Supply Chain Data By incorporating agricultural IoT and blockchain technology throughout the supply chain, FarmShare could allow users to keep track of a wide array of data about their food. Agricultural sensors can monitor the environmental conditions and nutrient levels of crops over the course of a season, and the data can be stored in the blockchain to be reviewed at any time. Additional data, such as labor or transportation information, can also be tracked on the blockchain, allowing conscientious consumers to make decisions about their food based on ethical concerns about energy sustainability or fair labor practices. Consumers are becoming increasingly concerned about the provenance of the food that they purchase, which is one of the primary reasons that CSAs have grown in popularity over the past several decades. The local food movement grew out of a concern not just for the quality of the food but also for the energy burned and emissions caused by the transportation portion of the supply chain.
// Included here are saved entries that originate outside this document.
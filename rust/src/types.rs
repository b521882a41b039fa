//! Core types and data structures for ConcurrentBTree.
//!
//! This module contains the fundamental data structures, type definitions,
//! and constants used throughout the concurrent B+ tree implementation.

use std::sync::atomic::AtomicUsize;

use parking_lot::{ArcRwLockReadGuard, ArcRwLockWriteGuard, RawRwLock, RwLock};

use crate::arena::{NodeAllocator, NodeHandle};
use crate::bounded::BoundedVec;
use crate::comparator::NaturalOrder;

// ============================================================================
// CONSTANTS
// ============================================================================

/// Minimum capacity for any B+ tree node.
///
/// A leaf split keeps `capacity / 2 + 1` entries on the left, so with a
/// capacity of 2 the left half would still be full after splitting and a key
/// routed there would have no room.
pub const MIN_CAPACITY: usize = 3;

// ============================================================================
// TYPE DEFINITIONS
// ============================================================================

/// Diagnostic node identifier, as reported by validation errors.
pub type NodeId = u32;

/// Level of a node in the tree; leaves are at level 0.
pub type Level = u16;

/// Handle to a locked node; parents hold these for their children.
pub(crate) type NodeRef<K, V> = NodeHandle<Node<K, V>>;

/// Shared guard on a node, owned so it can be carried hand-over-hand.
pub(crate) type NodeReadGuard<K, V> = ArcRwLockReadGuard<RawRwLock, Node<K, V>>;

/// Exclusive guard on a node, owned so it can be carried hand-over-hand.
pub(crate) type NodeWriteGuard<K, V> = ArcRwLockWriteGuard<RawRwLock, Node<K, V>>;

// ============================================================================
// CORE DATA STRUCTURES
// ============================================================================

/// Thread-safe B+ tree index supporting point lookup and upsert.
///
/// Readers descend with shared locks, coupling hand-over-hand from the
/// tree-wide root lock down to a leaf. Writers descend with exclusive locks
/// and split any full child before entering it, so a split never has to
/// travel back up the tree.
///
/// Parents hold their children's handles directly, so a descent touches only
/// the locks on its path. Nodes are never freed; the tree only grows.
///
/// # Type Parameters
///
/// * `K` - Key type, ordered by the comparator `C`
/// * `V` - Value type; `get` returns clones
/// * `C` - Comparator implementing a strict weak ordering over `K`
///
/// # Examples
///
/// ```
/// use cbtree::ConcurrentBTree;
/// use std::sync::Arc;
/// use std::thread;
///
/// let tree = Arc::new(ConcurrentBTree::new(16).unwrap());
/// let handles: Vec<_> = (0..4u64)
///     .map(|t| {
///         let tree = Arc::clone(&tree);
///         thread::spawn(move || {
///             for i in t * 100..(t + 1) * 100 {
///                 tree.put(i, i * 2);
///             }
///         })
///     })
///     .collect();
/// for handle in handles {
///     handle.join().unwrap();
/// }
///
/// assert_eq!(tree.get(&250), Some(500));
/// assert_eq!(tree.len(), 400);
/// ```
#[derive(Debug)]
pub struct ConcurrentBTree<K, V, C = NaturalOrder> {
    /// Maximum number of keys per node.
    pub(crate) capacity: usize,
    /// Total order used for every key comparison.
    pub(crate) comparator: C,
    /// Source of node ids.
    pub(crate) nodes: NodeAllocator,
    /// Tree-wide structural lock; guards replacement of the root reference.
    pub(crate) root: RwLock<Option<NodeRef<K, V>>>,
    /// Number of distinct keys stored.
    pub(crate) len: AtomicUsize,
}

/// A tree node. Each node sits behind its own shared/exclusive lock.
#[derive(Debug)]
pub(crate) enum Node<K, V> {
    Leaf(LeafNode<K, V>),
    Inner(InnerNode<K, V>),
}

/// Leaf node containing key-value pairs.
#[derive(Debug)]
pub(crate) struct LeafNode<K, V> {
    /// Sorted keys, no duplicates.
    pub(crate) keys: BoundedVec<K>,
    /// Values paired with `keys` by index.
    pub(crate) values: BoundedVec<V>,
}

/// Internal node containing separator keys and child references.
#[derive(Debug)]
pub(crate) struct InnerNode<K, V> {
    /// Height above the leaves; always at least 1.
    pub(crate) level: Level,
    /// Sorted separator keys.
    pub(crate) keys: BoundedVec<K>,
    /// Child handles; always one more than `keys`.
    pub(crate) children: BoundedVec<NodeRef<K, V>>,
}

/// Snapshot of the tree's shape, gathered by walking it.
#[derive(Debug, Clone, Copy, PartialEq, Eq, Default)]
pub struct TreeStats {
    /// Number of leaf nodes reachable from the root.
    pub leaf_count: usize,
    /// Number of inner nodes reachable from the root.
    pub inner_count: usize,
    /// Number of nodes ever allocated.
    pub allocated_nodes: usize,
    /// Number of levels; 0 for an empty tree.
    pub height: usize,
    /// Number of entries found in the leaves.
    pub entries: usize,
}

impl<K, V> Node<K, V> {
    /// Level of this node; 0 for leaves.
    pub fn level(&self) -> Level {
        match self {
            Node::Leaf(_) => 0,
            Node::Inner(inner) => inner.level,
        }
    }

    /// Number of keys held by this node.
    pub fn key_count(&self) -> usize {
        match self {
            Node::Leaf(leaf) => leaf.len(),
            Node::Inner(inner) => inner.len(),
        }
    }

    /// Returns true if one more key would exceed the node's capacity.
    pub fn is_full(&self) -> bool {
        match self {
            Node::Leaf(leaf) => leaf.is_full(),
            Node::Inner(inner) => inner.is_full(),
        }
    }
}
The blockchain could allow users to know not only the farmer from whom they purchased a product, but also the quality of the soil and the air on his land, the source of the seeds and the fertilizer used to grow it, and the distance it traveled to get from farm to table.
Sullivan County Pilot Program
FarmShare will launch a pilot program in Sullivan County, NY in the spring of 2017, which will serve as an integral part of the design and development of the tools and protocols. Sullivan County is an interesting test site for several reasons. It is only two hours away from New York City by car, in the Catskills, providing easy access to urban farmers markets and restaurants. It is also an incredibly underserved area, with a dire need for an improved agricultural infrastructure. Despite its natural beauty and rich soils, the county’s economy has failed to recover from the lost tourism industry of the Borscht Belt. Sullivan has the second worst health rating among New York counties, higher only than the Bronx, and contains two food desserts. However, an increasing number of people are either buying a second home or moving to the Catskills from the city, inspired by the artistic community and agrarian homesteading mentality. As increased mobility (i.e. autonomous vehicles) brings even greater numbers from New York City to the country, Sullivan County stands poised for a dramatic revival, provided that it develops the necessary infrastructure.